Sure, converting the offset to signed sounds like a good idea.

> 
>>>
>>> I'd also not print <unknown> but <register>.
>>
>> I also don't find <unknown> helpful, but I don't see <register>
>> as an improvement.  I think printing the SSA variable would be
>> more informative here since its name is usually related to
>> the variable it was derived from in the source.  But making that
>> change (or any other like it) feels like too much feature creep
>> for this fix.  I'd be happy to do it in a follow up if we agree
>> it's a good idea.
>>
>> Either way, please let me know if the patch is okay as is or,
>> if not, what type it should mention.
> 
> +               if (tree size = TYPE_SIZE_UNIT (TREE_TYPE (argtype)))
> +                 if (!integer_onep (size))
> +                   {
> 
> this should be if (!TYPE_SIZE_UNIT (...) || !integer_onep (...)).
> 
> Otherwise the original patch looks OK to me.  As said for your
> second patch printing *(int*)p only if p is offsetted is inconsistent
> and misleading for TBAA reasons.  So I do not view it as
> general improvement.  If the type of the MEM_REF offset
> and the access type agree doing that would be fine but then
> MEM_REF<int>(p) and MEM_REF<int>(p+4) should be treated
> the same.

Jason pointed out a problem with the original patch: it doesn't
mention any type so it ends up printing things like

    *(p +1)

or worse:

    *(<unknown> +1)

I agree that a type should be mentioned, but not that it should
be the type of the pointer because in the cases where it doesn't
match the type of the access like the one in the report it's
nonsensical.  It ends up looking like what the C front end prints:

    *((void *)(p)+1)

> That said, can we fix the segfault first?

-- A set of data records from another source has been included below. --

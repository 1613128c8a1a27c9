use crate::domain::Buyer;
use crate::filter::state::{FilterState, QuickFilter, SmartGroup, Toggle};
use serde::{Deserialize, Serialize};

pub const HIGH_SCORE_MIN: i64 = 80;
pub const HOT_SCORE_MIN: i64 = 85;
pub const NEW_WINDOW_SECS: i64 = 7 * 86_400;

impl SmartGroup {
    pub fn matches(self, buyer: &Buyer) -> bool {
        match self {
            SmartGroup::Vip => buyer.vip,
            SmartGroup::HighValue => buyer.score >= HIGH_SCORE_MIN,
            SmartGroup::Hot => buyer.score >= HOT_SCORE_MIN,
            SmartGroup::Investor => buyer.has_tag_containing("investor"),
            SmartGroup::CashBuyer => buyer.has_tag_containing("cash"),
            SmartGroup::Wholesaler => buyer.has_tag_containing("wholesaler"),
        }
    }
}

impl QuickFilter {
    pub fn matches(self, buyer: &Buyer, now_utc: i64) -> bool {
        match self {
            QuickFilter::Vip => buyer.vip,
            QuickFilter::HighScore => buyer.score >= HIGH_SCORE_MIN,
            QuickFilter::Hot => buyer.score >= HOT_SCORE_MIN,
            QuickFilter::New => buyer.created_at >= now_utc - NEW_WINDOW_SECS,
        }
    }
}

/// Stable filter: keeps the input order, never mutates, never re-sorts.
/// Duplicates pass through independently.
pub fn filter_buyers<'a>(
    buyers: &'a [Buyer],
    state: &FilterState,
    now_utc: i64,
) -> Vec<&'a Buyer> {
    buyers
        .iter()
        .filter(|buyer| matches(buyer, state, now_utc))
        .collect()
}

/// Evaluates every active predicate against one buyer; predicates AND.
/// Missing fields never match a positive predicate and never error.
pub fn matches(buyer: &Buyer, state: &FilterState, now_utc: i64) -> bool {
    if !matches_search(buyer, &state.search) {
        return false;
    }

    // Required tags: every one must independently hit some buyer tag.
    if !state.tags.iter().all(|tag| buyer.has_tag_containing(tag)) {
        return false;
    }

    // Excluded tags: any hit rejects.
    if state
        .exclude_tags
        .iter()
        .any(|tag| buyer.has_tag_containing(tag))
    {
        return false;
    }

    // Locations: unlike tags, one match among the required set suffices.
    if !state.locations.is_empty()
        && !state
            .locations
            .iter()
            .any(|location| matches_location(buyer, location))
    {
        return false;
    }

    // Property types follow the location rule: any hit among the set.
    if !state.property_types.is_empty()
        && !state.property_types.iter().any(|wanted| {
            let needle = wanted.to_lowercase();
            buyer
                .property_type
                .iter()
                .any(|entry| entry.to_lowercase().contains(&needle))
        })
    {
        return false;
    }

    if !state.vip.allows(buyer.vip)
        || !state.vetted.allows(buyer.vetted)
        || !state.can_email.allows(buyer.can_receive_email)
        || !state.can_sms.allows(buyer.can_receive_sms)
    {
        return false;
    }

    if let Some(min) = state.min_score {
        if buyer.score < min {
            return false;
        }
    }
    if let Some(max) = state.max_score {
        if buyer.score > max {
            return false;
        }
    }

    if let Some(after) = state.created_after {
        if buyer.created_at < after {
            return false;
        }
    }
    if let Some(before) = state.created_before {
        if buyer.created_at > before {
            return false;
        }
    }

    if !state
        .quick
        .iter()
        .all(|quick| quick.matches(buyer, now_utc))
    {
        return false;
    }

    if let Some(group) = state.smart_group {
        if !group.matches(buyer) {
            return false;
        }
    }

    true
}

fn matches_search(buyer: &Buyer, search: &str) -> bool {
    let term = search.trim().to_lowercase();
    if term.is_empty() {
        return true;
    }
    [
        &buyer.fname,
        &buyer.lname,
        &buyer.email,
        &buyer.phone,
        &buyer.phone2,
        &buyer.phone3,
        &buyer.company,
    ]
    .into_iter()
    .any(|field| {
        field
            .as_deref()
            .is_some_and(|value| value.to_lowercase().contains(&term))
    })
}

fn matches_location(buyer: &Buyer, location: &str) -> bool {
    let needle = location.to_lowercase();
    let fields = [
        &buyer.mailing_city,
        &buyer.mailing_state,
        &buyer.mailing_address,
    ];
    if fields.into_iter().any(|field| {
        field
            .as_deref()
            .is_some_and(|value| value.to_lowercase().contains(&needle))
    }) {
        return true;
    }
    buyer
        .locations
        .iter()
        .any(|entry| entry.to_lowercase().contains(&needle))
}

/// Sidebar badge counts, one fixed predicate per group, always evaluated
/// against the full unfiltered collection so navigation counts stay put
/// while the visible list narrows.
#[derive(Debug, Clone, Copy, Default, PartialEq, Eq, Serialize, Deserialize)]
pub struct SmartGroupCounts {
    pub vip: usize,
    pub hot: usize,
    pub high_value: usize,
    pub investor: usize,
    pub cash_buyer: usize,
    pub wholesaler: usize,
}

impl SmartGroupCounts {
    pub fn get(&self, group: SmartGroup) -> usize {
        match group {
            SmartGroup::Vip => self.vip,
            SmartGroup::Hot => self.hot,
            SmartGroup::HighValue => self.high_value,
            SmartGroup::Investor => self.investor,
            SmartGroup::CashBuyer => self.cash_buyer,
            SmartGroup::Wholesaler => self.wholesaler,
        }
    }
}

pub fn smart_group_counts(buyers: &[Buyer]) -> SmartGroupCounts {
    let mut counts = SmartGroupCounts::default();
    for buyer in buyers {
        for group in SmartGroup::ALL {
            if group.matches(buyer) {
                match group {
                    SmartGroup::Vip => counts.vip += 1,
                    SmartGroup::Hot => counts.hot += 1,
                    SmartGroup::HighValue => counts.high_value += 1,
                    SmartGroup::Investor => counts.investor += 1,
                    SmartGroup::CashBuyer => counts.cash_buyer += 1,
                    SmartGroup::Wholesaler => counts.wholesaler += 1,
                }
            }
        }
    }
    counts
}
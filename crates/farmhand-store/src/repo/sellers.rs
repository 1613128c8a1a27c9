use crate::error::{Result, StoreError};
use crate::repo::{decode_labels, encode_labels};
use farmhand_core::domain::{Seller, SellerId};
use rusqlite::{params, Connection};
use std::str::FromStr;

#[derive(Debug, Clone, Default)]
pub struct SellerNew {
    pub name: String,
    pub email: Option<String>,
    pub phone: Option<String>,
    pub score: i64,
    pub property_address: Option<String>,
    pub asking_price: Option<i64>,
    pub timeline: Option<String>,
    pub status: Option<String>,
    pub tags: Vec<String>,
}

pub struct SellersRepo<'a> {
    conn: &'a Connection,
}

impl<'a> SellersRepo<'a> {
    pub fn new(conn: &'a Connection) -> Self {
        Self { conn }
    }

    pub fn create(&self, now_utc: i64, input: SellerNew) -> Result<Seller> {
        let seller = Seller {
            id: SellerId::new(),
            name: input.name,
            email: input.email,
            phone: input.phone,
            score: input.score,
            property_address: input.property_address,
            asking_price: input.asking_price,
            timeline: input.timeline,
            status: input.status,
            tags: input.tags,
            created_at: now_utc,
            updated_at: now_utc,
        };

        self.conn.execute(
            "INSERT INTO sellers (id, name, email, phone, score, property_address, asking_price, \
             timeline, status, tags, created_at, updated_at)
             VALUES (?1, ?2, ?3, ?4, ?5, ?6, ?7, ?8, ?9, ?10, ?11, ?12);",
            params![
                seller.id.to_string(),
                seller.name,
                seller.email,
                seller.phone,
                seller.score,
                seller.property_address,
                seller.asking_price,
                seller.timeline,
                seller.status,
                encode_labels(&seller.tags)?,
                seller.created_at,
                seller.updated_at,
            ],
        )?;

        Ok(seller)
    }

    pub fn list_all(&self) -> Result<Vec<Seller>> {
        let mut stmt = self.conn.prepare(
            "SELECT id, name, email, phone, score, property_address, asking_price, timeline, \
             status, tags, created_at, updated_at
             FROM sellers ORDER BY name COLLATE NOCASE ASC;",
        )?;
        let mut rows = stmt.query([])?;
        let mut sellers = Vec::new();
        while let Some(row) = rows.next()? {
            sellers.push(seller_from_row(row)?);
        }
        Ok(sellers)
    }
}

fn seller_from_row(row: &rusqlite::Row<'_>) -> Result<Seller> {
    let id_str: String = row.get(0)?;
    let id = SellerId::from_str(&id_str).map_err(|_| StoreError::InvalidId(id_str.clone()))?;
    let tags_raw: String = row.get(9)?;
    Ok(Seller {
        id,
        name: row.get(1)?,
        email: row.get(2)?,
        phone: row.get(3)?,
        score: row.get(4)?,
        property_address: row.get(5)?,
        asking_price: row.get(6)?,
        timeline: row.get(7)?,
        status: row.get(8)?,
        tags: decode_labels(&tags_raw)?,
        created_at: row.get(10)?,
        updated_at: row.get(11)?,
    })
}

Sure.  I proposed a v2 patch and I'm happy to improve it further,
either before or after committing it.  I don't find the first patch
suitable anymore.

> Also see c-pretty-print.c
> for another "copy" of this functionality.  It feels we should dispatch
> to c-family/ code here.

I agree.  I can clean it up in a follow up, after we agree on what
the first fix should look like.

FWIW, I don't share (or understand) your concern with TBAA or see
a problem with '*(T*)((char*)<unknown> +1)'  In the cases I've seen
it corresponds to the source.  Even if there are cases where it
doesn't faithfully reflect all aliasing subtleties it can't be worse
than printing '*((void *)(p)+1).'  The middle end warnings are mostly
concerned with out-of-bounds accesses where it's the type of the access
and its offset into the destination that matter most.

Martin


^ permalink raw reply	[flat|nested] 11+ messages in thread

* [PATCH v3] handle MEM_REF with void* arguments (PR c++/95768)
  2020-07-09 15:50           ` Martin Sebor
@ 2021-01-02 22:22             ` Martin Sebor
  2021-01-05 23:17               ` Jeff Law
  2021-01-07  8:26               ` Jakub Jelinek
  0 siblings, 2 replies; 11+ messages in thread
From: Martin Sebor @ 2021-01-02 22:22 UTC (permalink / raw)
  To: gcc-patches, Jason Merrill, Richard Biener

[-- Attachment #1: Type: text/plain, Size: 1428 bytes --]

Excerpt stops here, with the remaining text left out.